3) Improving the functions

3.1) transform_features()

In general, the goal of this function is to:

  • Remove features that we don't want to use in the model, just based on the number of missing values or data leakage.
  • Transform features into the proper format (numerical to categorical, scaling numerical, filling in missing values, etc).
  • Create new features by combining other features.
In [4]:
def transform_features():
    """
    Takes the initial dataframe, and returns a transformed version of the dataframe with the following changes:
    1. Drop columns with more than 25% of null values
    2. Update null values in remaining numerical columns with column mean
    3. Scale numerical columns to a 0-1 scale
    4. Create a column that tells how long did it pass since year of construction until year of remodelation
    5. Categorical columns are converted to proper dtype
    
    Args:
        none
    
    Returns:
        df: Modified dataframe
    """
        
    df = data.copy()
    
    # 1. Drop columns with more than 25% of null values
    
    # Create a list with variables having null values and the percentage of null values for each of them
    na_props = df.isna().sum()[df.isna().sum() > 0] / len(df)

    # Drop variables with null values above 25%
    drop_list = list(na_props[na_props > .25].index)
    df.drop(drop_list, axis=1, inplace=True)
    
    # 2. Update null values in remaining numerical columns with column mean
    
    # Update the list with variables having null values and the percentage of null values for each of them
    na_props = df.isna().sum()[df.isna().sum() > 0] / len(df)

    # Create a list with columns having null values, then select a list with columns that, having null values, are numerical
    na_cols = list(na_props[na_props > 0].index)
    avg_list = list(df[na_cols].select_dtypes(include=["int", "float"]).columns)

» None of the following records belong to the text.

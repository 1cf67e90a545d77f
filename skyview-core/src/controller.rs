//! Maps user input to orchestrator calls.

use tracing::debug;

use crate::{
    client::WeatherSource,
    error::{Result, WeatherError},
    history::KeyValueStore,
    location::Geolocator,
    model::Units,
    orchestrator::{Orchestrator, SearchOutcome, View},
    render::HistoryPanel,
};

pub const LOCATING: &str = "Locating you...";

#[derive(Debug, Clone, Copy, PartialEq, Eq, Default)]
pub enum Theme {
    #[default]
    Light,
    Dark,
}

impl Theme {
    pub fn toggled(self) -> Self {
        match self {
            Theme::Light => Theme::Dark,
            Theme::Dark => Theme::Light,
        }
    }

    /// Label of the button that switches away from this theme.
    pub fn toggle_label(self) -> &'static str {
        match self {
            Theme::Light => "🌙 Dark Mode",
            Theme::Dark => "☀️ Light Mode",
        }
    }
}

pub fn unit_toggle_label(units: Units) -> &'static str {
    match units {
        Units::Metric => "Switch to °F",
        Units::Imperial => "Switch to °C",
    }
}

#[derive(Debug, Clone, Copy, PartialEq, Eq, Hash)]
pub enum Action {
    Search,
    UseLocation,
    ToggleUnits,
    ToggleTheme,
    SelectHistory,
}

/// An input binding: a key on the front-end and the action it triggers.
#[derive(Debug, Clone, Copy, PartialEq, Eq)]
pub struct Binding {
    pub key: char,
    pub action: Action,
    pub description: &'static str,
}

pub const BINDINGS: &[Binding] = &[
    Binding {
        key: 's',
        action: Action::Search,
        description: "Search a city",
    },
    Binding {
        key: 'l',
        action: Action::UseLocation,
        description: "Use my location",
    },
    Binding {
        key: 'u',
        action: Action::ToggleUnits,
        description: "Toggle °C / °F",
    },
    Binding {
        key: 't',
        action: Action::ToggleTheme,
        description: "Toggle dark mode",
    },
    Binding {
        key: 'h',
        action: Action::SelectHistory,
        description: "Pick a recent search",
    },
];

pub fn binding_for_key(key: char) -> Option<&'static Binding> {
    let key = key.to_ascii_lowercase();
    BINDINGS.iter().find(|b| b.key == key)
}

#[derive(Debug, Clone, PartialEq)]
pub enum Event {
    Search(String),
    UseLocation,
    ToggleUnits,
    ToggleTheme,
    SelectHistory(String),
}

impl Event {
    pub fn action(&self) -> Action {
        match self {
            Event::Search(_) => Action::Search,
            Event::UseLocation => Action::UseLocation,
            Event::ToggleUnits => Action::ToggleUnits,
            Event::ToggleTheme => Action::ToggleTheme,
            Event::SelectHistory(_) => Action::SelectHistory,
        }
    }
}

/// Front-end state around the orchestrator: search field, theme and the
/// device location provider.
#[derive(Debug)]
pub struct Controller<S, K, G> {
    orchestrator: Orchestrator<S, K>,
    geolocator: G,
    theme: Theme,
    search_field: String,
}

impl<S: WeatherSource, K: KeyValueStore, G: Geolocator> Controller<S, K, G> {
    pub fn new(orchestrator: Orchestrator<S, K>, geolocator: G) -> Self {
        Self {
            orchestrator,
            geolocator,
            theme: Theme::default(),
            search_field: String::new(),
        }
    }

    pub fn view(&self) -> &View {
        self.orchestrator.view()
    }

    pub fn orchestrator(&self) -> &Orchestrator<S, K> {
        &self.orchestrator
    }

    pub fn theme(&self) -> Theme {
        self.theme
    }

    pub fn units(&self) -> Units {
        self.orchestrator.units()
    }

    /// Set the starting units without refetching anything.
    pub fn set_units(&mut self, units: Units) {
        self.orchestrator.set_units(units);
    }

    pub fn search_field(&self) -> &str {
        &self.search_field
    }

    pub fn set_search_field(&mut self, value: impl Into<String>) {
        self.search_field = value.into();
    }

    pub fn history_panel(&self) -> HistoryPanel {
        self.orchestrator.history_panel()
    }

    pub async fn dispatch(&mut self, event: Event) -> Result<()> {
        debug!("Dispatching {:?}", event.action());

        match event {
            Event::Search(input) => {
                self.search_field = input;
                let input = self.search_field.clone();
                self.search(&input).await
            }
            Event::UseLocation => self.use_location().await,
            Event::ToggleUnits => self.toggle_units().await,
            Event::ToggleTheme => {
                self.theme = self.theme.toggled();
                Ok(())
            }
            Event::SelectHistory(city) => {
                self.search_field = city.clone();
                self.search(&city).await
            }
        }
    }

    async fn search(&mut self, input: &str) -> Result<()> {
        self.orchestrator.search_by_city(input).await.map(|_| ())
    }

    async fn use_location(&mut self) -> Result<()> {
        self.orchestrator.notify(LOCATING);

        let at = match self.geolocator.locate().await {
            Ok(at) => at,
            Err(err) => {
                let err = WeatherError::from(err);
                self.orchestrator.fail(&err);
                return Err(err);
            }
        };

        if let SearchOutcome::Loaded(city) =
            self.orchestrator.search_by_coordinates(at.lat, at.lon).await?
        {
            self.search_field = city;
        }
        Ok(())
    }

    /// Units change the request itself, so a loaded city is fetched again.
    async fn toggle_units(&mut self) -> Result<()> {
        let units = self.orchestrator.units().toggled();
        self.orchestrator.set_units(units);

        match self.orchestrator.last_city().map(str::to_owned) {
            Some(city) => self.search(&city).await,
            None => Ok(()),
        }
    }
}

    # Replace null values in numerical columns with their means
    df[avg_list] = df[avg_list].fillna(df[avg_list].mean())
    
    # 3. Scale numerical columns to a 0-1 scale
    
    # Manually create a list with variables to be scaled to 0-1, then apply the scaling
    num_cols = ['Lot Frontage', 'Lot Area', 'Mas Vnr Area', 'BsmtFin SF 1', 'BsmtFin SF 2', 'Bsmt Unf SF',
                'Total Bsmt SF', '1st Flr SF', '2nd Flr SF', 'Low Qual Fin SF', 'Gr Liv Area', 'Bsmt Full Bath',
                'Bsmt Half Bath', 'Full Bath', 'Half Bath', 'Bedroom AbvGr', 'Kitchen AbvGr', 'TotRms AbvGrd',
                'Fireplaces', 'Garage Cars', 'Garage Area', 'Wood Deck SF', 'Open Porch SF', 'Enclosed Porch',
                '3Ssn Porch', 'Screen Porch', 'Pool Area', 'Misc Val']
    df[num_cols] = (df[num_cols] - df[num_cols].min()) / (df[num_cols].max() - df[num_cols].min())
    
    # 4. Create a column that tells how long did it pass since year of construction until year of remodelation
    
    # Create a new variable telling how old was the house when it was remodeled. In case it wasn't, it tells current house age
    df["years_until_remod"] = df["Year Remod/Add"] - df["Year Built"]
    df["years_until_remod"] = np.where(df["years_until_remod"] == 0, date.today().year - df["Year Built"], df["years_until_remod"])
    
    # 5. Categorical columns are converted to proper dtype
    
    # Manually create a list with variables to be converted to category dtype, then apply the conversion
    categorical_cols = ["Order", "PID", "Overall Qual", "Overall Cond", "Year Remod/Add", "Year Built", "Garage Yr Blt",
                        "MS SubClass", "MS Zoning", "Street", "Lot Shape", "Land Contour", "Utilities", "Lot Config", "Mo Sold",
                        "Yr Sold", "Land Slope", "Neighborhood", "Condition 1", "Condition 2", "Bldg Type", "House Style",
                        "Roof Style", "Roof Matl", "Exterior 1st", "Exterior 2nd", "Mas Vnr Type", "Exter Qual", "Exter Cond",
                        "Foundation", "Bsmt Qual", "Bsmt Cond", "Bsmt Exposure", "BsmtFin Type 1", "BsmtFin Type 2",
                        "Heating", "Heating QC", "Central Air", "Electrical", "Kitchen Qual", "Functional", "Garage Type",
                        "Garage Finish", "Garage Qual", "Garage Cond", "Paved Drive", "Sale Type", "Sale Condition"]
    df[categorical_cols] = df[categorical_cols].astype("category")
    
    # Move the SalePrice column to the end of the dataframe, for visualization purposes
    cols = list(df.columns.values)
    cols.pop(cols.index("SalePrice"))
    df = df[cols+["SalePrice"]]

    return df

3.2) select_features()

To improve the function that we'll use to select interesting feature columns, first we'll take a look at the correlations between numerical columns

In [5]:
df = transform_features()
sns.set(rc={'figure.figsize':(12,9)})
sns.heatmap(df.select_dtypes(include=["int", "float"]).corr())
Out[5]:
<AxesSubplot:>

It seems that the variables with the higher correlation values with SalePrice column are:

  • Total Bsmt SF
  • 1st Flr SF
  • Gr Liv Area
  • Garage Cars

Therefore, let's see their individual r values:

In [6]:
# Correlations of interesting features from the heatmap with SalePrice
df[["Total Bsmt SF", "1st Flr SF", "Gr Liv Area", "Garage Cars", "SalePrice"]].corr()["SalePrice"]
Out[6]:
Total Bsmt SF    0.632105
1st Flr SF       0.621676
Gr Liv Area      0.706780
Garage Cars      0.647861
SalePrice        1.000000
Name: SalePrice, dtype: float64

We'll use these as numerical predictors in our model.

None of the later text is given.